Help is something no one is willing to admit that everyone needs. We are not created to live on our own; we simply cannot function without other people in our lives. We accept help every day for menial tasks; we get help from coworkers, peers, teachers, friends, family and even at times total strangers.
Accepting help from professionals is for some reason where this breaks down. Most people are willing to admit that they are unable to do everything on their own, but suggest that they should see a counselor or therapist and they actually get angry. There is a stigma to professional help. Despite the fact that according to census data over 27 percent of American adults have received therapy, there is still an extraordinarily negative connotation to the word. Why are we afraid of people whose entire purpose is to help us?
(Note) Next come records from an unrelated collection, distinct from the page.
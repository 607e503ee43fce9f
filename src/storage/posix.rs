//! `POSIX` method: a target is a directory shared by one communicator.
//!
//! Each member rank `r` of the opening communicator owns two files:
//!
//! - `data.<r>`: raw little-endian `i32` array blocks, appended step by step
//! - `index.<r>`: one JSON record per step with the step's scalars and the
//!   placement and file position of each array block
//!
//! Ranks never write each other's files, so a step needs no locking. Readers
//! merge every member's index.

use std::collections::{BTreeMap, HashMap};
use std::fs::{self, File, OpenOptions};
use std::io::{BufRead, BufReader, Read, Seek, SeekFrom, Write};
use std::ops::Range;
use std::path::{Path, PathBuf};
use std::sync::Arc;
use std::time::{Duration, Instant};

use serde::{Deserialize, Serialize};

use super::{
    require_schema, ReadBatch, ReadHandle, ReadId, Schema, Selection, StepWrites, StorageEngine,
    VarInfo, WriteHandle, OpenMode,
};
use crate::comm::Communicator;
use crate::error::{BenchError, Result};

const ELEM: u64 = std::mem::size_of::<i32>() as u64;

/// How often a streaming open re-checks the target.
const POLL_INTERVAL: Duration = Duration::from_millis(100);

#[derive(Debug, Clone, Serialize, Deserialize)]
struct ArrayRecord {
    name: String,
    global: u64,
    offset: u64,
    count: u64,
    /// Byte position in the owner's data file.
    pos: u64,
}

#[derive(Debug, Clone, Serialize, Deserialize)]
struct StepRecord {
    step: u32,
    scalars: BTreeMap<String, u64>,
    arrays: Vec<ArrayRecord>,
}

fn data_path(dir: &Path, rank: u32) -> PathBuf {
    dir.join(format!("data.{rank}"))
}

fn index_path(dir: &Path, rank: u32) -> PathBuf {
    dir.join(format!("index.{rank}"))
}

pub struct PosixEngine {
    schema: Option<Arc<Schema>>,
    buffered: bool,
}

impl PosixEngine {
    /// Build from parsed `key=value` parameters.
    pub fn new(params: &[(String, String)]) -> Result<Self> {
        let mut buffered = true;
        for (key, value) in params {
            match key.as_str() {
                "verbose" => tracing::debug!(level = %value, "POSIX verbose parameter accepted"),
                "buffer" => {
                    buffered = match value.to_ascii_lowercase().as_str() {
                        "on" | "1" | "true" | "yes" => true,
                        "off" | "0" | "false" | "no" => false,
                        other => {
                            return Err(BenchError::Config(format!(
                                "POSIX parameter buffer={other}: expected on or off"
                            )))
                        }
                    }
                }
                other => tracing::warn!(param = other, "ignoring unknown POSIX parameter"),
            }
        }
        Ok(Self {
            schema: None,
            buffered,
        })
    }
}

fn reset_dir(dir: &Path) -> Result<()> {
    if dir.exists() {
        fs::remove_dir_all(dir)?;
    }
    fs::create_dir_all(dir)?;
    Ok(())
}

fn read_index(path: &Path) -> Result<Vec<StepRecord>> {
    let file = match File::open(path) {
        Ok(f) => f,
        Err(e) if e.kind() == std::io::ErrorKind::NotFound => return Ok(Vec::new()),
        Err(e) => return Err(e.into()),
    };
    let mut records = Vec::new();
    for line in BufReader::new(file).lines() {
        let line = line?;
        if line.trim().is_empty() {
            continue;
        }
        records.push(serde_json::from_str(&line)?);
    }
    Ok(records)
}

impl StorageEngine for PosixEngine {
    fn method(&self) -> &'static str {
        "POSIX"
    }

    fn declare(&mut self, schema: Schema) -> Result<()> {
        self.schema = Some(Arc::new(schema));
        Ok(())
    }

    fn open_write(
        &self,
        target: &str,
        mode: OpenMode,
        comm: &dyn Communicator,
    ) -> Result<Box<dyn WriteHandle>> {
        let schema = require_schema(&self.schema)?;
        let dir = PathBuf::from(target);
        let rank = comm.rank() as u32;

        let step = match mode {
            OpenMode::Create => {
                let cleared = if rank == 0 { reset_dir(&dir) } else { Ok(()) };
                if !comm.all_agree(cleared.is_ok()) {
                    return Err(match cleared {
                        Err(e) => BenchError::Open(format!("{target}: {e}")),
                        Ok(()) => BenchError::Open(format!(
                            "{target}: group root could not create it"
                        )),
                    });
                }
                0
            }
            OpenMode::Append => {
                fs::create_dir_all(&dir).map_err(|e| BenchError::Open(format!("{target}: {e}")))?;
                let previous = read_index(&index_path(&dir, rank))
                    .map_err(|e| BenchError::Open(format!("{target}: bad index: {e}")))?;
                previous.iter().map(|r| r.step + 1).max().unwrap_or(0)
            }
        };

        let data = OpenOptions::new()
            .create(true)
            .append(true)
            .open(data_path(&dir, rank))
            .map_err(|e| BenchError::Open(format!("{target}: {e}")))?;
        let pos = data.metadata()?.len();

        tracing::debug!(path = target, %mode, rank, step, "POSIX target opened");
        Ok(Box::new(PosixWriter {
            dir,
            rank,
            step,
            data,
            pos,
            buffered: self.buffered,
            pending: Vec::new(),
            writes: StepWrites::new(schema),
            arrays: Vec::new(),
        }))
    }

    fn open_read(
        &self,
        target: &str,
        _comm: &dyn Communicator,
        timeout: Option<Duration>,
    ) -> Result<Box<dyn ReadHandle>> {
        let dir = PathBuf::from(target);
        let deadline = timeout.map(|t| Instant::now() + t);

        loop {
            let found = load_indices(&dir);
            match found {
                Ok(records) if !records.is_empty() => {
                    tracing::debug!(
                        path = target,
                        records = records.len(),
                        "POSIX target opened for reading"
                    );
                    return Ok(Box::new(PosixReader {
                        dir,
                        records,
                        files: HashMap::new(),
                        scheduled: Vec::new(),
                    }));
                }
                Ok(_) | Err(_) if deadline.is_some_and(|d| Instant::now() < d) => {
                    std::thread::sleep(POLL_INTERVAL);
                }
                Ok(_) => return Err(BenchError::Open(format!("{target}: target holds no steps"))),
                Err(e) => return Err(BenchError::Open(format!("{target}: {e}"))),
            }
        }
    }
}

/// Every member's index records, tagged with the owning rank.
fn load_indices(dir: &Path) -> Result<Vec<(u32, StepRecord)>> {
    let mut all = Vec::new();
    for entry in fs::read_dir(dir)? {
        let entry = entry?;
        let name = entry.file_name();
        let Some(rank) = name
            .to_str()
            .and_then(|n| n.strip_prefix("index."))
            .and_then(|r| r.parse::<u32>().ok())
        else {
            continue;
        };
        for record in read_index(&entry.path())? {
            all.push((rank, record));
        }
    }
    all.sort_by_key(|(rank, record)| (record.step, *rank));
    Ok(all)
}

struct PosixWriter {
    dir: PathBuf,
    rank: u32,
    step: u32,
    data: File,
    pos: u64,
    buffered: bool,
    pending: Vec<u8>,
    writes: StepWrites,
    arrays: Vec<ArrayRecord>,
}

impl WriteHandle for PosixWriter {
    fn put_scalar(&mut self, name: &str, value: u64) -> Result<()> {
        self.writes.put_scalar(name, value)
    }

    fn put_array(&mut self, name: &str, data: &[i32]) -> Result<()> {
        let placement = self.writes.put_array(name, data.len())?;
        let bytes: Vec<u8> = data.iter().flat_map(|v| v.to_le_bytes()).collect();

        if self.buffered {
            self.pending.extend_from_slice(&bytes);
        } else {
            self.data
                .write_all(&bytes)
                .map_err(|e| BenchError::Transfer(format!("writing '{name}': {e}")))?;
        }

        self.arrays.push(ArrayRecord {
            name: name.to_string(),
            global: placement.global,
            offset: placement.offset,
            count: placement.count,
            pos: self.pos,
        });
        self.pos += bytes.len() as u64;
        Ok(())
    }

    fn close(mut self: Box<Self>, sync: bool) -> Result<()> {
        let step = self.step;
        let transfer =
            |e: std::io::Error| BenchError::Transfer(format!("closing step {step}: {e}"));

        if !self.pending.is_empty() {
            self.data.write_all(&self.pending).map_err(transfer)?;
        }
        if sync {
            self.data.sync_all().map_err(transfer)?;
        }

        let record = StepRecord {
            step,
            scalars: self.writes.scalars().clone(),
            arrays: std::mem::take(&mut self.arrays),
        };
        let mut line = serde_json::to_string(&record)?;
        line.push('\n');

        let mut index = OpenOptions::new()
            .create(true)
            .append(true)
            .open(index_path(&self.dir, self.rank))
            .map_err(transfer)?;
        index.write_all(line.as_bytes()).map_err(transfer)?;
        if sync {
            index.sync_all().map_err(transfer)?;
        }
        tracing::debug!(rank = self.rank, step, sync, "POSIX step closed");
        Ok(())
    }
}

struct ScheduledRead {
    name: String,
    selection: Selection,
    steps: Range<u32>,
}

struct PosixReader {
    dir: PathBuf,
    records: Vec<(u32, StepRecord)>,
    files: HashMap<u32, File>,
    scheduled: Vec<ScheduledRead>,
}

impl PosixReader {
    fn read_block(&mut self, owner: u32, pos: u64, out: &mut [i32]) -> Result<()> {
        let file = match self.files.entry(owner) {
            std::collections::hash_map::Entry::Occupied(e) => e.into_mut(),
            std::collections::hash_map::Entry::Vacant(e) => {
                e.insert(File::open(data_path(&self.dir, owner))?)
            }
        };
        let mut bytes = vec![0u8; out.len() * ELEM as usize];
        file.seek(SeekFrom::Start(pos))?;
        file.read_exact(&mut bytes)?;
        for (dst, chunk) in out.iter_mut().zip(bytes.chunks_exact(ELEM as usize)) {
            *dst = i32::from_le_bytes([chunk[0], chunk[1], chunk[2], chunk[3]]);
        }
        Ok(())
    }

    fn perform_one(&mut self, read: &ScheduledRead) -> Result<Vec<i32>> {
        let sel = read.selection;
        let width = sel.count as usize;
        let mut out = vec![0i32; read.steps.len() * width];

        for (i, step) in read.steps.clone().enumerate() {
            // (owner, file position, destination start, element count)
            let blocks: Vec<(u32, u64, usize, usize)> = self
                .records
                .iter()
                .filter(|(_, rec)| rec.step == step)
                .flat_map(|(owner, rec)| rec.arrays.iter().map(move |a| (*owner, a)))
                .filter(|(_, a)| a.name == read.name)
                .filter_map(|(owner, a)| {
                    let lo = a.offset.max(sel.offset);
                    let hi = (a.offset + a.count).min(sel.end());
                    (lo < hi).then(|| {
                        (
                            owner,
                            a.pos + (lo - a.offset) * ELEM,
                            i * width + (lo - sel.offset) as usize,
                            (hi - lo) as usize,
                        )
                    })
                })
                .collect();

            let covered: usize = blocks.iter().map(|b| b.3).sum();
            if covered < width {
                return Err(BenchError::Transfer(format!(
                    "'{}' step {}: only {} of {} selected elements [{}, {}) are stored",
                    read.name,
                    step,
                    covered,
                    width,
                    sel.offset,
                    sel.end()
                )));
            }

            for (owner, pos, start, len) in blocks {
                self.read_block(owner, pos, &mut out[start..start + len])
                    .map_err(|e| {
                        BenchError::Transfer(format!("'{}' step {}: {}", read.name, step, e))
                    })?;
            }
        }
        Ok(out)
    }
}

impl ReadHandle for PosixReader {
    fn inquire(&self, name: &str) -> Result<VarInfo> {
        let mut info: Option<VarInfo> = None;
        for (_, rec) in &self.records {
            let value = match rec.scalars.get(name) {
                Some(v) => Some(*v),
                None if rec.arrays.iter().any(|a| a.name == name) => None,
                None => continue,
            };
            let entry = info.get_or_insert(VarInfo {
                value,
                step_count: 0,
            });
            entry.step_count = entry.step_count.max(rec.step + 1);
        }
        info.ok_or_else(|| BenchError::Transfer(format!("variable '{name}' not found")))
    }

    fn schedule_read(
        &mut self,
        name: &str,
        selection: Selection,
        steps: Range<u32>,
    ) -> Result<ReadId> {
        self.scheduled.push(ScheduledRead {
            name: name.to_string(),
            selection,
            steps,
        });
        Ok(ReadId(self.scheduled.len() - 1))
    }

    fn perform_reads(&mut self) -> Result<ReadBatch> {
        let scheduled = std::mem::take(&mut self.scheduled);
        let mut buffers = Vec::with_capacity(scheduled.len());
        for read in &scheduled {
            buffers.push(self.perform_one(read)?);
        }
        Ok(ReadBatch::new(buffers))
    }

    fn close(self: Box<Self>) -> Result<()> {
        Ok(())
    }
}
Lack of information is a big part of the problem. Before I went to therapy I thought it was going to be exactly like Hollywood portrays it. Someone with a clipboard has you lie down on a couch and tell them your darkest secrets and then they give you a few nonsense steps to become a better person. I was both pleasantly surprised and disappointed.
Even though there was a clipboard and a lot of questioning involved, there was no urge to tell your darkest secrets nor was there a few simple steps to fixing your life.
Mostly through discussion led by me, the counselor taught me how to recognize errant thought patterns, defend against dangerous ideas and better control my emotional state. There was no quick fix, there was no embarrassment; it was a simple discussion among eventual friends.
You might be thinking, “So what, therapy is a term we shouldn’t look down upon, why should I care?” You should care because there’s no one who wouldn’t benefit from talking to someone at some point in his or her life. We all, or all will, come to a point where our own abilities and knowledge fails, where we are overwhelmed by the situation we find ourselves in. At this moment you will make a decision to go it alone or ask for help. I urge you to consider help from a source that is generally unconsidered.
Oklahoma Christian University offers several free sessions with counselors on campus and there are many professional therapists and psychiatrists in the OKC area trained and willing to help if you just ask.